Whole fresh sardines, salted and grilled over charcoal until the skin blisters and chars and the flesh steams in its own fat. Eaten head to tail on bread with a roasted pepper salad. The smell of charcoal and sardines in June is the smell of Lisbon during the Santo António festival.
“Whole fresh sardines, salted and grilled over charcoal until the skin blisters and chars and the flesh steams in its own fat.”
June is sardine season — the fish are fattest and most flavourful. Out of season sardines are frozen and produce a different result.
What to Expect
At a Lisbon street grill during Santo António the sardines arrive on a piece of bread that absorbs the fat. You eat from the tail, stripping the flesh with a fork or your hands.
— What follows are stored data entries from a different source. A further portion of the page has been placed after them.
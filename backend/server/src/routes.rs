use std::sync::Arc;

use axum::{
    Json,
    extract::{Path, Query, State, rejection::JsonRejection},
    http::StatusCode,
    response::IntoResponse,
};
use catalog::{
    Admission, College, DetailedPaper, NewAdmission, NewPaper, NewReview, PaperFilter,
    PopulatedAdmission, PopulatedPaper, PopulatedReview, ResearchPaper, Review, User, UserUpdate,
};
use serde_json::json;

use crate::{
    error::AppError,
    services::{admissions, colleges, papers, reviews, users},
    state::AppState,
    utils::payload,
};

type Shared = State<Arc<AppState>>;

pub async fn root_handler() -> impl IntoResponse {
    (StatusCode::OK, "College Booking API is running")
}

pub async fn health_handler(State(state): Shared) -> impl IntoResponse {
    let status = if state.store.ping().await {
        "connected"
    } else {
        "disconnected"
    };

    Json(json!({ "status": status }))
}

pub async fn colleges_handler(State(state): Shared) -> Result<Json<Vec<College>>, AppError> {
    Ok(Json(colleges::list_colleges(state.store.as_ref()).await?))
}

pub async fn college_handler(
    State(state): Shared,
    Path(id): Path<String>,
) -> Result<Json<College>, AppError> {
    Ok(Json(colleges::get_college(state.store.as_ref(), &id).await?))
}

pub async fn create_admission_handler(
    State(state): Shared,
    body: Result<Json<NewAdmission>, JsonRejection>,
) -> Result<(StatusCode, Json<Admission>), AppError> {
    let admission = admissions::create_admission(state.store.as_ref(), payload(body)?).await?;

    Ok((StatusCode::CREATED, Json(admission)))
}

pub async fn admissions_handler(
    State(state): Shared,
    Path(email): Path<String>,
) -> Result<Json<Vec<PopulatedAdmission>>, AppError> {
    Ok(Json(
        admissions::list_admissions_by_email(state.store.as_ref(), &email).await?,
    ))
}

pub async fn create_review_handler(
    State(state): Shared,
    body: Result<Json<NewReview>, JsonRejection>,
) -> Result<(StatusCode, Json<Review>), AppError> {
    let review = reviews::create_review(state.store.as_ref(), payload(body)?).await?;

    Ok((StatusCode::CREATED, Json(review)))
}

pub async fn reviews_handler(State(state): Shared) -> Result<Json<Vec<PopulatedReview>>, AppError> {
    Ok(Json(reviews::list_reviews(state.store.as_ref()).await?))
}

pub async fn create_paper_handler(
    State(state): Shared,
    body: Result<Json<NewPaper>, JsonRejection>,
) -> Result<(StatusCode, Json<ResearchPaper>), AppError> {
    let paper = papers::create_paper(state.store.as_ref(), payload(body)?).await?;

    Ok((StatusCode::CREATED, Json(paper)))
}

pub async fn papers_handler(
    State(state): Shared,
    Query(filter): Query<PaperFilter>,
) -> Result<Json<Vec<PopulatedPaper>>, AppError> {
    Ok(Json(papers::list_papers(state.store.as_ref(), &filter).await?))
}

pub async fn college_papers_handler(
    State(state): Shared,
    Path(college_id): Path<String>,
) -> Result<Json<Vec<ResearchPaper>>, AppError> {
    Ok(Json(
        papers::list_papers_by_college(state.store.as_ref(), &college_id).await?,
    ))
}

pub async fn paper_handler(
    State(state): Shared,
    Path(id): Path<String>,
) -> Result<Json<DetailedPaper>, AppError> {
    Ok(Json(papers::get_paper(state.store.as_ref(), &id).await?))
}

pub async fn user_handler(
    State(state): Shared,
    Path(email): Path<String>,
) -> Result<Json<User>, AppError> {
    Ok(Json(users::get_user(state.store.as_ref(), &email).await?))
}

pub async fn update_user_handler(
    State(state): Shared,
    Path(email): Path<String>,
    body: Result<Json<UserUpdate>, JsonRejection>,
) -> Result<Json<User>, AppError> {
    let update = payload(body)?;

    Ok(Json(
        users::upsert_user(state.store.as_ref(), &email, update).await?,
    ))
}
use catalog::{DetailedPaper, NewPaper, PaperFilter, PopulatedPaper, ResearchPaper};
use chrono::Utc;
use tracing::info;

use crate::{
    database::{Collection, DocumentStore, find_all, find_one, save},
    error::AppError,
    services::colleges::{college_index, ensure_college, find_college},
    utils::parse_id,
};

pub async fn create_paper(
    store: &dyn DocumentStore,
    payload: NewPaper,
) -> Result<ResearchPaper, AppError> {
    let paper = payload.into_paper(Utc::now())?;
    ensure_college(store, paper.college_id).await?;

    save(store, Collection::Papers, &paper.id.to_string(), &paper).await?;
    info!("Paper {} filed under {} for college {}", paper.id, paper.category, paper.college_id);

    Ok(paper)
}

fn newest_first(papers: &mut [ResearchPaper]) {
    papers.sort_by(|a, b| b.publish_date.cmp(&a.publish_date));
}

/// Both filters apply together when given.
pub async fn list_papers(
    store: &dyn DocumentStore,
    filter: &PaperFilter,
) -> Result<Vec<PopulatedPaper>, AppError> {
    let college = filter
        .college()
        .map_err(|_| AppError::BadRequest("Invalid college id".to_string()))?;
    let category = filter.category();

    let mut papers: Vec<ResearchPaper> = find_all(store, Collection::Papers).await?;
    papers.retain(|paper| {
        category.is_none_or(|category| paper.category == category)
            && college.is_none_or(|college| paper.college_id == college)
    });
    newest_first(&mut papers);

    let colleges = college_index(store).await?;

    Ok(papers
        .into_iter()
        .map(|paper| {
            let summary = colleges.get(&paper.college_id).map(|c| c.summary());
            paper.populate(summary)
        })
        .collect())
}

/// Unlike [`list_papers`], `collegeId` stays a raw id here.
pub async fn list_papers_by_college(
    store: &dyn DocumentStore,
    raw_college_id: &str,
) -> Result<Vec<ResearchPaper>, AppError> {
    let college_id = parse_id(raw_college_id, "college")?;

    let mut papers: Vec<ResearchPaper> = find_all(store, Collection::Papers).await?;
    papers.retain(|paper| paper.college_id == college_id);
    newest_first(&mut papers);

    Ok(papers)
}

pub async fn get_paper(store: &dyn DocumentStore, raw_id: &str) -> Result<DetailedPaper, AppError> {
    let id = parse_id(raw_id, "paper")?;

    let paper: ResearchPaper = find_one(store, Collection::Papers, &id.to_string())
        .await?
        .ok_or(AppError::NotFound("Paper not found"))?;
    let detail = find_college(store, paper.college_id)
        .await?
        .map(|college| college.detail());

    Ok(paper.populate(detail))
}
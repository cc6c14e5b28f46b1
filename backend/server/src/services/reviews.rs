use catalog::{NewReview, PopulatedReview, Review};
use chrono::Utc;
use tracing::info;

use crate::{
    database::{Collection, DocumentStore, find_all, save},
    error::AppError,
    services::colleges::{college_index, ensure_college},
};

pub async fn create_review(
    store: &dyn DocumentStore,
    payload: NewReview,
) -> Result<Review, AppError> {
    let review = payload.into_review(Utc::now())?;
    ensure_college(store, review.college_id).await?;

    save(store, Collection::Reviews, &review.id.to_string(), &review).await?;
    info!("Review {} ({} stars) for college {}", review.id, review.rating, review.college_id);

    Ok(review)
}

/// Newest first, each with the reviewed college's name and image.
pub async fn list_reviews(store: &dyn DocumentStore) -> Result<Vec<PopulatedReview>, AppError> {
    let mut reviews: Vec<Review> = find_all(store, Collection::Reviews).await?;
    reviews.sort_by(|a, b| b.created_at.cmp(&a.created_at));

    let colleges = college_index(store).await?;

    Ok(reviews
        .into_iter()
        .map(|review| {
            let summary = colleges.get(&review.college_id).map(|c| c.summary());
            review.populate(summary)
        })
        .collect())
}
The skin is charred and slightly bitter.
Why Try It
Grilled sardines are Lisbon's most seasonal and most emotive food — the June festival, the charcoal smoke and the Atlantic fish are inseparable.
Insider Tips
- Eat only in June — the June sardines are fatter and more flavourful than any other month.
- The bread below is intentional — it absorbs the fat and is the best part.
- Tasca do Chico in Lisbon's Bairro Alto and any Alfama street grill are reliable settings.